In my opinion it should be possible to run Tesseract on big endian hosts. I'd prefer the solution which I already explained in https://github.com/tesseract-ocr/tesseract/issues/518#issuecomment-277514434 and use little endian data everywhere. That can be achieved in several steps:
- Drop endianness check and swapping when reading data on LE machines. That makes the code smaller and (very little) faster for the majority of platforms. We only loose support for (non existing) models which were created on a big endian machine. Such models must be rejected with an error message.
- Use unconditional swapping when reading data on BE machines. That also makes the code smaller, and we loose support for (non existing) models which were created on a big endian machine.
- Use unconditional swapping when writing data on BE machines. Then those machines will write LE data, and everything is fine again.
Since we are going to keep the BE support, maybe we should test it regularly with GitHub actions using QEMU.
https://github.com/uraimo/run-on-arch-action
QEMU. 😄 That's how I did my first tests. QEMU uses emulation, and a test requires a full build inside the emulation which takes a lot of time (and energy!). Isn't testing it randomly every few years and relying on user reports enough? I doubt that there are critical applications using Tesseract OCR on big endian machines which would justify more efforts.

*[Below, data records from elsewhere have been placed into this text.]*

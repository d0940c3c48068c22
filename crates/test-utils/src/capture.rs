use std::fmt;
use std::sync::{Arc, Mutex};

use tracing::field::{Field, Visit};
use tracing::{Event, Level, Subscriber};
use tracing_subscriber::layer::{Context, Layer, SubscriberExt};

/// A `tracing` event seen while capturing.
#[derive(Debug, Clone, PartialEq, Eq)]
pub struct CapturedEvent {
    pub level: Level,
    pub message: String,
    pub fields: Vec<(String, String)>,
}

impl CapturedEvent {
    pub fn field(&self, name: &str) -> Option<&str> {
        self.fields
            .iter()
            .find(|(k, _)| k == name)
            .map(|(_, v)| v.as_str())
    }
}

#[derive(Debug, Clone, Default)]
struct CaptureLayer {
    events: Arc<Mutex<Vec<CapturedEvent>>>,
}

impl<S: Subscriber> Layer<S> for CaptureLayer {
    fn on_event(&self, event: &Event<'_>, _ctx: Context<'_, S>) {
        let mut visitor = FieldVisitor::default();
        event.record(&mut visitor);

        self.events.lock().unwrap().push(CapturedEvent {
            level: *event.metadata().level(),
            message: visitor.message,
            fields: visitor.fields,
        });
    }
}

#[derive(Default)]
struct FieldVisitor {
    message: String,
    fields: Vec<(String, String)>,
}

impl Visit for FieldVisitor {
    fn record_str(&mut self, field: &Field, value: &str) {
        if field.name() == "message" {
            self.message = value.to_string();
        } else {
            self.fields.push((field.name().to_string(), value.to_string()));
        }
    }

    fn record_debug(&mut self, field: &Field, value: &dyn fmt::Debug) {
        if field.name() == "message" {
            self.message = format!("{value:?}");
        } else {
            self.fields.push((field.name().to_string(), format!("{value:?}")));
        }
    }
}

/// Run `f` with a thread-local subscriber that records every event.
///
/// Only events emitted on the calling thread are seen, which covers the
/// synchronous graph-building code.
pub fn capture_events<T>(f: impl FnOnce() -> T) -> (T, Vec<CapturedEvent>) {
    let layer = CaptureLayer::default();
    let events = Arc::clone(&layer.events);
    let subscriber = tracing_subscriber::registry().with(layer);

    let out = tracing::subscriber::with_default(subscriber, f);
    let captured = events.lock().unwrap().clone();
    (out, captured)
}

/// Only the `WARN` events.
pub fn warnings(events: &[CapturedEvent]) -> Vec<&CapturedEvent> {
    events.iter().filter(|e| e.level == Level::WARN).collect()
}
// src/config/loader.rs

use std::fs;
use std::path::Path;

use crate::config::model::{ConfigFile, RawConfigFile};
use crate::errors::Result;

/// Load a task file from a given path and return the raw `RawConfigFile`.
///
/// This only performs TOML deserialization; use [`load_and_validate`] for
/// semantic checks.
pub fn load_from_path(path: impl AsRef<Path>) -> Result<RawConfigFile> {
    let contents = fs::read_to_string(path.as_ref())?;
    parse_str(&contents)
}

/// Parse task file contents without touching the filesystem.
pub fn parse_str(contents: &str) -> Result<RawConfigFile> {
    let config: RawConfigFile = toml::from_str(contents)?;
    Ok(config)
}

/// Load a task file from path and validate it.
pub fn load_and_validate(path: impl AsRef<Path>) -> Result<ConfigFile> {
    let raw_config = load_from_path(&path)?;
    ConfigFile::try_from(raw_config)
}
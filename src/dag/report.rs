// src/dag/report.rs

//! Summary of a finished scheduling run.

use crate::types::{TaskName, TaskOutcome};

/// A task whose body returned an error or panicked.
#[derive(Debug, Clone, PartialEq, Eq)]
pub struct TaskFailure {
    pub task: TaskName,
    pub outcome: TaskOutcome,
}

/// What happened during one run.
///
/// A run that returns a report always reached its terminal state; failed
/// task bodies do not hold back their successors, they are only listed here.
#[derive(Debug, Clone, Default, PartialEq, Eq)]
pub struct RunReport {
    /// Every retired task, in the order the coordinator retired them.
    pub completed: Vec<TaskName>,
    /// Tasks whose body failed, in retirement order.
    pub failures: Vec<TaskFailure>,
    /// Tasks that were never released (only possible on a cyclic graph).
    pub unfinished: Vec<TaskName>,
}

impl RunReport {
    pub fn record(&mut self, task: TaskName, outcome: TaskOutcome) {
        if !outcome.is_success() {
            self.failures.push(TaskFailure {
                task: task.clone(),
                outcome,
            });
        }
        self.completed.push(task);
    }

    /// All tasks ran and none failed.
    pub fn is_clean(&self) -> bool {
        self.failures.is_empty() && self.unfinished.is_empty()
    }

    pub fn failed_tasks(&self) -> Vec<&str> {
        self.failures.iter().map(|f| f.task.as_str()).collect()
    }

    /// Retirement position of `task`, if it completed.
    pub fn position_of(&self, task: &str) -> Option<usize> {
        self.completed.iter().position(|t| t == task)
    }
}
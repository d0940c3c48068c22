// src/exec/pool.rs

//! Bounded worker pool for task bodies.
//!
//! Bodies run on Tokio's blocking thread pool. A semaphore with one permit per
//! worker slot bounds how many of them execute at once; submissions beyond
//! that wait for a permit instead of being dropped. Finished bodies report
//! back over an mpsc channel, which is what [`WorkerPool::await_any`] reads.
//!
//! Workers log through the subscriber that was current when the body was
//! submitted, so a scoped subscriber sees events from every worker thread.

use std::any::Any;
use std::sync::Arc;

use tokio::sync::{Semaphore, mpsc};
use tracing::dispatcher::{self, Dispatch};
use tracing::instrument::WithSubscriber;
use tracing::{debug, error, warn};

use crate::dag::TaskWork;
use crate::errors::{Result, TaskdagError};
use crate::types::{TaskName, TaskOutcome};

/// Largest worker count a pool (and so a run) accepts.
pub const MAX_CONCURRENCY: usize = Semaphore::MAX_PERMITS;

/// Accept `n` as a worker count, or fail with
/// [`TaskdagError::InvalidConcurrency`] when it is 0 or above
/// [`MAX_CONCURRENCY`].
pub fn check_concurrency(n: usize) -> Result<usize> {
    if n == 0 || n > MAX_CONCURRENCY {
        return Err(TaskdagError::InvalidConcurrency(n));
    }
    Ok(n)
}

/// A finished task body.
#[derive(Debug, Clone, PartialEq, Eq)]
pub struct Completion {
    pub task: TaskName,
    pub outcome: TaskOutcome,
}

#[derive(Debug)]
pub struct WorkerPool {
    permits: Arc<Semaphore>,
    tx: mpsc::UnboundedSender<Completion>,
    rx: mpsc::UnboundedReceiver<Completion>,
    /// Submitted bodies whose completion has not been handed out yet.
    outstanding: usize,
}

impl WorkerPool {
    /// Create a pool with `capacity` worker slots.
    pub fn new(capacity: usize) -> Result<Self> {
        let capacity = check_concurrency(capacity)?;

        let (tx, rx) = mpsc::unbounded_channel();
        Ok(Self {
            permits: Arc::new(Semaphore::new(capacity)),
            tx,
            rx,
            outstanding: 0,
        })
    }

    pub fn outstanding(&self) -> usize {
        self.outstanding
    }

    /// Queue `work` for execution. Must be called from within a Tokio runtime.
    pub fn submit(&mut self, task: TaskName, work: TaskWork) {
        let permits = Arc::clone(&self.permits);
        let tx = self.tx.clone();
        let dispatch = dispatcher::get_default(Dispatch::clone);
        self.outstanding += 1;

        debug!(task = %task, "submitting task to worker pool");

        tokio::spawn(async move {
            let outcome = match permits.acquire_owned().await {
                Ok(permit) => {
                    let name = task.clone();
                    let joined = tokio::task::spawn_blocking(move || {
                        // Held until the body returns or unwinds.
                        let _permit = permit;
                        dispatcher::with_default(&dispatch, || invoke(&name, &work))
                    })
                    .await;

                    match joined {
                        Ok(outcome) => outcome,
                        Err(err) if err.is_panic() => {
                            let message = panic_message(err.into_panic());
                            error!(task = %task, panic = %message, "task panicked");
                            TaskOutcome::Panicked(message)
                        }
                        Err(err) => {
                            error!(task = %task, error = %err, "task worker was cancelled");
                            TaskOutcome::Failed(format!("worker cancelled: {err}"))
                        }
                    }
                }
                Err(_) => {
                    error!(task = %task, "worker pool closed before task could start");
                    TaskOutcome::Failed("worker pool closed".to_string())
                }
            };

            if tx.send(Completion { task, outcome }).is_err() {
                warn!("completion dropped; scheduler is gone");
            }
        }
        .with_current_subscriber());
    }

    /// Wait until at least one submitted body has finished and return exactly
    /// one completion. Others stay queued for later calls.
    pub async fn await_any(&mut self) -> Result<Completion> {
        if self.outstanding == 0 {
            return Err(TaskdagError::WorkerPool(
                "await_any called with no submitted work".to_string(),
            ));
        }

        match self.rx.recv().await {
            Some(completion) => {
                self.outstanding -= 1;
                Ok(completion)
            }
            None => Err(TaskdagError::WorkerPool(
                "completion channel closed".to_string(),
            )),
        }
    }
}

/// Run a task body, turning an error return into a failed outcome.
fn invoke(task: &str, work: &TaskWork) -> TaskOutcome {
    debug!(task = %task, "executing task body");
    match work() {
        Ok(()) => {
            debug!(task = %task, "task body finished");
            TaskOutcome::Success
        }
        Err(err) => {
            let message = format!("{err:#}");
            error!(task = %task, error = %message, "exception occurred inside a task");
            TaskOutcome::Failed(message)
        }
    }
}

fn panic_message(payload: Box<dyn Any + Send>) -> String {
    if let Some(s) = payload.downcast_ref::<&str>() {
        (*s).to_string()
    } else if let Some(s) = payload.downcast_ref::<String>() {
        s.clone()
    } else {
        "non-string panic payload".to_string()
    }
}
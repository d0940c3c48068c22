// src/exec/mod.rs

//! Execution layer.
//!
//! - [`pool`] owns the bounded worker pool the scheduler submits task bodies
//!   to, and the invocation boundary where body failures are caught.
//! - [`command`] builds task bodies that run shell commands (used for tasks
//!   loaded from a task file).

pub mod command;
pub mod pool;

pub use command::{shell_command, shell_work};
pub use pool::{Completion, MAX_CONCURRENCY, WorkerPool, check_concurrency};
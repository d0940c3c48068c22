// src/dag/descriptor.rs

//! Task descriptors: the unit of schedulable work handed to the graph builder.

use std::collections::BTreeSet;
use std::fmt;
use std::sync::Arc;

use crate::types::{END_TASK, START_TASK, TaskName};

/// Shared, thread-safe task body.
///
/// Returning `Err` (or panicking) marks the task as failed for reporting, but
/// never stops the run.
pub type TaskWork = Arc<dyn Fn() -> anyhow::Result<()> + Send + Sync + 'static>;

/// One schedulable unit: a name, a body and its ordering constraints.
///
/// Anchor edges are added on construction: every task except [`END_TASK`]
/// runs before the end anchor, and every task except [`START_TASK`] runs after
/// the start anchor.
#[derive(Clone)]
pub struct TaskDescriptor {
    name: TaskName,
    work: TaskWork,
    /// Tasks that must not start until this one completes (`self -> other`).
    runs_before: BTreeSet<TaskName>,
    /// Tasks that must complete before this one starts (`other -> self`).
    runs_after: BTreeSet<TaskName>,
}

impl TaskDescriptor {
    pub fn new<F>(name: impl Into<TaskName>, work: F) -> Self
    where
        F: Fn() -> anyhow::Result<()> + Send + Sync + 'static,
    {
        Self::from_shared(name, Arc::new(work))
    }

    /// Like [`TaskDescriptor::new`] for a body that is already shared.
    pub fn from_shared(name: impl Into<TaskName>, work: TaskWork) -> Self {
        let name = name.into();

        let mut runs_before = BTreeSet::new();
        if name != END_TASK {
            runs_before.insert(END_TASK.to_string());
        }

        let mut runs_after = BTreeSet::new();
        if name != START_TASK {
            runs_after.insert(START_TASK.to_string());
        }

        Self {
            name,
            work,
            runs_before,
            runs_after,
        }
    }

    /// A task whose body does nothing.
    pub fn noop(name: impl Into<TaskName>) -> Self {
        Self::new(name, || Ok(()))
    }

    /// No-op start anchor.
    pub fn start_anchor() -> Self {
        Self::noop(START_TASK)
    }

    /// No-op end anchor.
    pub fn end_anchor() -> Self {
        Self::noop(END_TASK)
    }

    /// Add tasks that must wait for this one.
    pub fn runs_before<I, S>(mut self, names: I) -> Self
    where
        I: IntoIterator<Item = S>,
        S: Into<TaskName>,
    {
        self.runs_before.extend(names.into_iter().map(Into::into));
        self
    }

    /// Add tasks this one must wait for.
    pub fn runs_after<I, S>(mut self, names: I) -> Self
    where
        I: IntoIterator<Item = S>,
        S: Into<TaskName>,
    {
        self.runs_after.extend(names.into_iter().map(Into::into));
        self
    }

    pub fn name(&self) -> &str {
        &self.name
    }

    pub fn work(&self) -> &TaskWork {
        &self.work
    }

    pub fn successors(&self) -> &BTreeSet<TaskName> {
        &self.runs_before
    }

    pub fn predecessors(&self) -> &BTreeSet<TaskName> {
        &self.runs_after
    }
}

impl fmt::Debug for TaskDescriptor {
    fn fmt(&self, f: &mut fmt::Formatter<'_>) -> fmt::Result {
        f.debug_struct("TaskDescriptor")
            .field("name", &self.name)
            .field("runs_before", &self.runs_before)
            .field("runs_after", &self.runs_after)
            .finish_non_exhaustive()
    }
}
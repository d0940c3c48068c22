#![allow(dead_code)]

pub use taskdag_test_utils::{builders, capture, init_tracing, timeline, with_timeout};

pub type TestResult = Result<(), Box<dyn std::error::Error>>;
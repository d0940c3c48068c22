// src/engine/mod.rs

//! Orchestration engine for taskdag.
//!
//! Ties the pieces together for a single run:
//! descriptors -> graph -> cycle check -> concurrent scheduler -> report.
//! Nothing executes unless the graph builds and is acyclic.

pub mod runner;

pub use runner::{prepare_graph, run_tasks, run_tasks_blocking, validate_graph};
// src/dag/state.rs

//! Per-run execution state for the scheduler.
//!
//! Owned exclusively by the coordinating loop; workers never see it, so none
//! of it needs synchronisation.

use std::collections::{HashMap, HashSet};

use tracing::{debug, warn};

use crate::dag::graph::TaskGraph;
use crate::types::{NodeState, START_TASK, TaskName};

#[derive(Debug)]
pub struct ExecutionState {
    /// Not-yet-satisfied predecessor edges per node.
    in_degree: HashMap<TaskName, usize>,
    states: HashMap<TaskName, NodeState>,
    /// Nodes whose in-degree reached zero and that have not been submitted yet.
    ready: Vec<TaskName>,
    /// Submitted, not yet retired.
    in_flight: HashSet<TaskName>,
}

impl ExecutionState {
    /// Initial state: the start anchor plus every node without predecessors
    /// is `Ready`, everything else is `Blocked`.
    pub fn new(graph: &TaskGraph) -> Self {
        let mut in_degree = HashMap::with_capacity(graph.node_count());
        let mut states = HashMap::with_capacity(graph.node_count());
        let mut ready = Vec::new();

        for name in graph.task_names() {
            let degree = graph.in_degree(name);
            in_degree.insert(name.to_string(), degree);

            if degree == 0 || name == START_TASK {
                debug!(task = %name, "task is available for execution");
                states.insert(name.to_string(), NodeState::Ready);
                ready.push(name.to_string());
            } else {
                states.insert(name.to_string(), NodeState::Blocked);
            }
        }

        Self {
            in_degree,
            states,
            ready,
            in_flight: HashSet::new(),
        }
    }

    /// Drain the ready set, marking every drained node `Running`.
    pub fn take_ready(&mut self) -> Vec<TaskName> {
        let ready: Vec<TaskName> = self.ready.drain(..).collect();
        for name in ready.iter() {
            self.states.insert(name.clone(), NodeState::Running);
            self.in_flight.insert(name.clone());
        }
        ready
    }

    /// Retire a completed node and release its successors.
    ///
    /// Returns the successors that became `Ready` as a result. Completions for
    /// nodes that are not `Running` are ignored.
    pub fn complete(&mut self, graph: &TaskGraph, task: &str) -> Vec<TaskName> {
        if !self.in_flight.remove(task) {
            warn!(task = %task, "completion for task that is not running; ignoring");
            return Vec::new();
        }
        self.states.insert(task.to_string(), NodeState::Done);

        let mut newly_ready = Vec::new();
        for successor in graph.successors_of(task) {
            let Some(degree) = self.in_degree.get_mut(successor) else {
                continue;
            };
            *degree = degree.saturating_sub(1);

            if *degree == 0 && self.states.get(successor) == Some(&NodeState::Blocked) {
                debug!(task = %successor, after = %task, "task is now available for execution");
                self.states.insert(successor.to_string(), NodeState::Ready);
                self.ready.push(successor.to_string());
                newly_ready.push(successor.to_string());
            }
        }

        newly_ready
    }

    /// No pending or running work remains.
    pub fn is_finished(&self) -> bool {
        self.ready.is_empty() && self.in_flight.is_empty()
    }

    pub fn has_in_flight(&self) -> bool {
        !self.in_flight.is_empty()
    }

    pub fn in_flight_count(&self) -> usize {
        self.in_flight.len()
    }

    pub fn state_of(&self, task: &str) -> Option<NodeState> {
        self.states.get(task).copied()
    }

    /// Remaining in-degree of `task`, or `None` if unknown.
    pub fn pending_predecessors(&self, task: &str) -> Option<usize> {
        self.in_degree.get(task).copied()
    }

    /// Nodes that never left `Blocked`, sorted by name.
    pub fn blocked_tasks(&self) -> Vec<TaskName> {
        let mut blocked: Vec<TaskName> = self
            .states
            .iter()
            .filter(|(_, state)| **state == NodeState::Blocked)
            .map(|(name, _)| name.clone())
            .collect();
        blocked.sort();
        blocked
    }
}
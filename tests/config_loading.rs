// tests/config_loading.rs

mod common;
use crate::common::builders::{ConfigFileBuilder, TaskConfigBuilder};
use crate::common::{init_tracing, with_timeout, TestResult};

use std::io::Write;

use tempfile::NamedTempFile;
use taskdag::config::{load_and_validate, parse_str};
use taskdag::dag::TaskGraph;
use taskdag::engine::run_tasks;
use taskdag::errors::TaskdagError;
use taskdag::{END_TASK, START_TASK};

#[test]
fn task_file_is_loaded_with_defaults() -> TestResult {
    init_tracing();

    let mut file = NamedTempFile::new()?;
    write!(
        file,
        r#"
[task.fetch]
cmd = "echo fetch"

[task.build]
cmd = "echo build"
after = ["fetch"]
before = ["publish"]

[task.publish]
"#
    )?;

    let cfg = load_and_validate(file.path())?;

    assert_eq!(cfg.config.max_concurrency, 1);
    assert_eq!(cfg.task.len(), 3);
    assert_eq!(cfg.task["build"].after, vec!["fetch"]);
    assert_eq!(cfg.task["build"].before, vec!["publish"]);
    assert_eq!(cfg.task["publish"].cmd, None);

    Ok(())
}

#[test]
fn max_concurrency_is_read_from_config_section() -> TestResult {
    let raw = parse_str(
        r#"
[config]
max_concurrency = 4

[task.a]
cmd = "true"
"#,
    )?;

    assert_eq!(raw.config.max_concurrency, 4);
    Ok(())
}

#[test]
fn zero_max_concurrency_is_a_config_error() {
    init_tracing();

    let result = ConfigFileBuilder::new()
        .max_concurrency(0)
        .with_task("a", TaskConfigBuilder::noop().build())
        .try_build();

    match result {
        Err(TaskdagError::ConfigError(msg)) => assert!(msg.contains("max_concurrency")),
        Err(e) => panic!("Expected ConfigError, got: {:?}", e),
        Ok(_) => panic!("Expected error, got Ok"),
    }
}

#[test]
fn oversized_max_concurrency_is_a_config_error() {
    let result = ConfigFileBuilder::new()
        .max_concurrency(usize::MAX)
        .with_task("a", TaskConfigBuilder::noop().build())
        .try_build();

    assert!(matches!(result, Err(TaskdagError::ConfigError(msg)) if msg.contains("max_concurrency")));
}

#[test]
fn task_file_without_tasks_is_rejected() -> TestResult {
    let mut file = NamedTempFile::new()?;
    write!(file, "[config]\nmax_concurrency = 2\n")?;

    let result = load_and_validate(file.path());
    assert!(matches!(result, Err(TaskdagError::ConfigError(msg)) if msg.contains("at least one")));

    Ok(())
}

#[test]
fn blank_command_is_rejected() {
    let result = ConfigFileBuilder::new()
        .with_task("a", TaskConfigBuilder::new("   ").build())
        .try_build();

    assert!(matches!(result, Err(TaskdagError::ConfigError(msg)) if msg.contains("'a'")));
}

#[test]
fn malformed_toml_is_a_toml_error() {
    let result = parse_str("[task.a\ncmd = ");
    assert!(matches!(result, Err(TaskdagError::TomlError(_))));
}

#[test]
fn unknown_dependencies_are_not_a_config_error() -> TestResult {
    let cfg = ConfigFileBuilder::new()
        .with_task("a", TaskConfigBuilder::noop().after("ghost").build())
        .try_build()?;

    let graph = TaskGraph::from_descriptors(cfg.to_descriptors())?;
    assert_eq!(graph.dangling_references().len(), 1);

    Ok(())
}

#[test]
fn descriptors_get_anchors_unless_defined() -> TestResult {
    init_tracing();

    let cfg = ConfigFileBuilder::new()
        .with_task("a", TaskConfigBuilder::noop().build())
        .build();
    let names: Vec<String> = cfg
        .to_descriptors()
        .iter()
        .map(|d| d.name().to_string())
        .collect();
    assert_eq!(names, vec![START_TASK, "a", END_TASK]);

    // A file that defines its own start anchor must not get a second one.
    let cfg = ConfigFileBuilder::new()
        .with_task(START_TASK, TaskConfigBuilder::new("echo start").build())
        .with_task("a", TaskConfigBuilder::noop().build())
        .build();
    let graph = TaskGraph::from_descriptors(cfg.to_descriptors())?;
    assert_eq!(graph.node_count(), 3);
    assert!(graph.has_edge(START_TASK, "a"));

    Ok(())
}

#[cfg(unix)]
#[tokio::test]
async fn shell_commands_run_in_dependency_order() -> TestResult {
    with_timeout(async {
        init_tracing();

        let dir = tempfile::tempdir()?;
        let log_path = dir.path().join("order.log");
        let log = log_path.display();

        let cfg = ConfigFileBuilder::new()
            .max_concurrency(2)
            .with_task("first", TaskConfigBuilder::new(&format!("echo first >> {log}")).build())
            .with_task(
                "second",
                TaskConfigBuilder::new(&format!("echo second >> {log}"))
                    .after("first")
                    .build(),
            )
            .with_task(
                "broken",
                TaskConfigBuilder::new("exit 3").before("second").build(),
            )
            .build();

        let report = run_tasks(cfg.to_descriptors(), cfg.config.max_concurrency).await?;

        let written = std::fs::read_to_string(&log_path)?;
        assert_eq!(written.lines().collect::<Vec<_>>(), vec!["first", "second"]);

        assert_eq!(report.failed_tasks(), vec!["broken"]);
        assert!(report.position_of("broken") < report.position_of("second"));

        Ok(())
    })
    .await
}
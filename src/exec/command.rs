// src/exec/command.rs

//! Task bodies backed by shell commands.
//!
//! Used by the config layer: each `[task.<name>]` with a `cmd` becomes a
//! [`TaskWork`] that runs the command through the platform shell on a worker
//! thread. The child inherits stdout/stderr so task output goes straight to
//! the terminal.

use std::process::Command;
use std::sync::Arc;

use anyhow::{Context, bail};
use tracing::info;

use crate::dag::TaskWork;

/// Build a shell command appropriate for the platform.
pub fn shell_command(cmd: &str) -> Command {
    if cfg!(windows) {
        let mut c = Command::new("cmd");
        c.arg("/C").arg(cmd);
        c
    } else {
        let mut c = Command::new("sh");
        c.arg("-c").arg(cmd);
        c
    }
}

/// A task body that runs `cmd` and fails on a non-zero exit status.
pub fn shell_work(task: &str, cmd: &str) -> TaskWork {
    let task = task.to_string();
    let cmd = cmd.to_string();

    Arc::new(move || {
        info!(task = %task, cmd = %cmd, "starting task process");

        let status = shell_command(&cmd)
            .status()
            .with_context(|| format!("spawning process for task '{task}'"))?;

        let code = status.code().unwrap_or(-1);
        info!(
            task = %task,
            exit_code = code,
            success = status.success(),
            "task process exited"
        );

        if !status.success() {
            bail!("command `{cmd}` exited with status {code}");
        }
        Ok(())
    })
}
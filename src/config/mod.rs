// src/config/mod.rs

//! Task file loading and validation.
//!
//! A TOML task file is one way of producing [`crate::dag::TaskDescriptor`]s:
//! - `model.rs` defines the serde data model and the conversion to descriptors.
//! - `loader.rs` reads and parses the file.
//! - `validate.rs` checks basic invariants (non-empty, sane limits).

pub mod loader;
pub mod model;
pub mod validate;

pub use loader::{load_and_validate, load_from_path, parse_str};
pub use model::{ConfigFile, ConfigSection, RawConfigFile, TaskConfig};
pub use validate::validate_config;
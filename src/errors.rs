// src/errors.rs

//! Crate-wide error aliases and helpers.

use thiserror::Error;

#[derive(Error, Debug)]
pub enum TaskdagError {
    #[error("Duplicate task found: {0}")]
    DuplicateTask(String),

    #[error("Start task '{0}' is missing from the task graph")]
    StartTaskMissing(String),

    #[error("Dependency cycle detected: {0}")]
    DependencyCycle(String),

    #[error("Invalid concurrency limit: {0} (must be >= 1)")]
    InvalidConcurrency(usize),

    #[error("Configuration error: {0}")]
    ConfigError(String),

    #[error("Worker pool error: {0}")]
    WorkerPool(String),

    #[error("IO error: {0}")]
    IoError(#[from] std::io::Error),

    #[error("TOML parsing error: {0}")]
    TomlError(#[from] toml::de::Error),

    #[error(transparent)]
    Other(#[from] anyhow::Error),
}

pub type Result<T> = std::result::Result<T, TaskdagError>;
use std::sync::{Arc, Mutex};
use std::thread;
use std::time::Duration;

use anyhow::anyhow;
use taskdag::TaskDescriptor;

#[derive(Debug, Clone, Copy, PartialEq, Eq)]
pub enum EventKind {
    Started,
    Finished,
}

/// One recorded start or finish. `tick` is a global sequence number, so
/// comparing ticks gives a strict happens-before order.
#[derive(Debug, Clone, PartialEq, Eq)]
pub struct Event {
    pub task: String,
    pub kind: EventKind,
    pub tick: usize,
}

#[derive(Debug, Default)]
struct Inner {
    events: Vec<Event>,
    running: usize,
    max_running: usize,
}

/// Shared recorder for task bodies.
///
/// Bodies built from a timeline record when they start and finish and how
/// many bodies were running at the same time.
#[derive(Debug, Clone, Default)]
pub struct Timeline {
    inner: Arc<Mutex<Inner>>,
}

impl Timeline {
    pub fn new() -> Self {
        Self::default()
    }

    /// A body that records itself and sleeps for `hold`.
    pub fn work(
        &self,
        name: &str,
        hold: Duration,
    ) -> impl Fn() -> anyhow::Result<()> + Send + Sync + 'static {
        let timeline = self.clone();
        let name = name.to_string();
        move || {
            timeline.start(&name);
            thread::sleep(hold);
            timeline.finish(&name);
            Ok(())
        }
    }

    /// A body that records itself and then returns an error.
    pub fn failing_work(&self, name: &str) -> impl Fn() -> anyhow::Result<()> + Send + Sync + 'static {
        let timeline = self.clone();
        let name = name.to_string();
        move || {
            timeline.start(&name);
            timeline.finish(&name);
            Err(anyhow!("task {name} failed on purpose"))
        }
    }

    /// A body that records itself and then panics.
    pub fn panicking_work(&self, name: &str) -> impl Fn() -> anyhow::Result<()> + Send + Sync + 'static {
        let timeline = self.clone();
        let name = name.to_string();
        move || {
            timeline.start(&name);
            timeline.finish(&name);
            panic!("task {name} panicked on purpose");
        }
    }

    /// Descriptor whose body is [`Timeline::work`].
    pub fn descriptor(&self, name: &str, hold: Duration) -> TaskDescriptor {
        TaskDescriptor::new(name, self.work(name, hold))
    }

    pub fn events(&self) -> Vec<Event> {
        self.inner.lock().unwrap().events.clone()
    }

    pub fn start_tick(&self, task: &str) -> Option<usize> {
        self.tick_of(task, EventKind::Started)
    }

    pub fn finish_tick(&self, task: &str) -> Option<usize> {
        self.tick_of(task, EventKind::Finished)
    }

    /// How many times `task`'s body was entered.
    pub fn run_count(&self, task: &str) -> usize {
        self.inner
            .lock()
            .unwrap()
            .events
            .iter()
            .filter(|e| e.task == task && e.kind == EventKind::Started)
            .count()
    }

    /// Task names in the order their bodies started.
    pub fn start_order(&self) -> Vec<String> {
        self.inner
            .lock()
            .unwrap()
            .events
            .iter()
            .filter(|e| e.kind == EventKind::Started)
            .map(|e| e.task.clone())
            .collect()
    }

    /// Highest number of bodies that were running at the same time.
    pub fn max_running(&self) -> usize {
        self.inner.lock().unwrap().max_running
    }

    fn start(&self, task: &str) {
        let mut inner = self.inner.lock().unwrap();
        let tick = inner.events.len();
        inner.events.push(Event {
            task: task.to_string(),
            kind: EventKind::Started,
            tick,
        });
        inner.running += 1;
        inner.max_running = inner.max_running.max(inner.running);
    }

    fn finish(&self, task: &str) {
        let mut inner = self.inner.lock().unwrap();
        let tick = inner.events.len();
        inner.events.push(Event {
            task: task.to_string(),
            kind: EventKind::Finished,
            tick,
        });
        inner.running -= 1;
    }

    fn tick_of(&self, task: &str, kind: EventKind) -> Option<usize> {
        self.inner
            .lock()
            .unwrap()
            .events
            .iter()
            .find(|e| e.task == task && e.kind == kind)
            .map(|e| e.tick)
    }
}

I doubt that there are critical applications using Tesseract OCR on big endian machines which would justify more efforts.
That's why I thought we can drop it...
Drop endianness check and swapping when reading data on LE machines.... models which were created on a big endian machine... must be rejected with an error message.
How can you reject them without checking the endianness first?
OK, I think I found the answer. Only check once during model loading.
https://github.com/tesseract-ocr/tesseract/blob/d1912d70100d6e13ff0241c478735bbca7256d1e/src/ccutil/tessdatamanager.cpp#L120
@stweil,
I don't think we should bother with step 2 and 3. What about doing just step 1?
Another option is to keep the current code without doing any change related to endianness.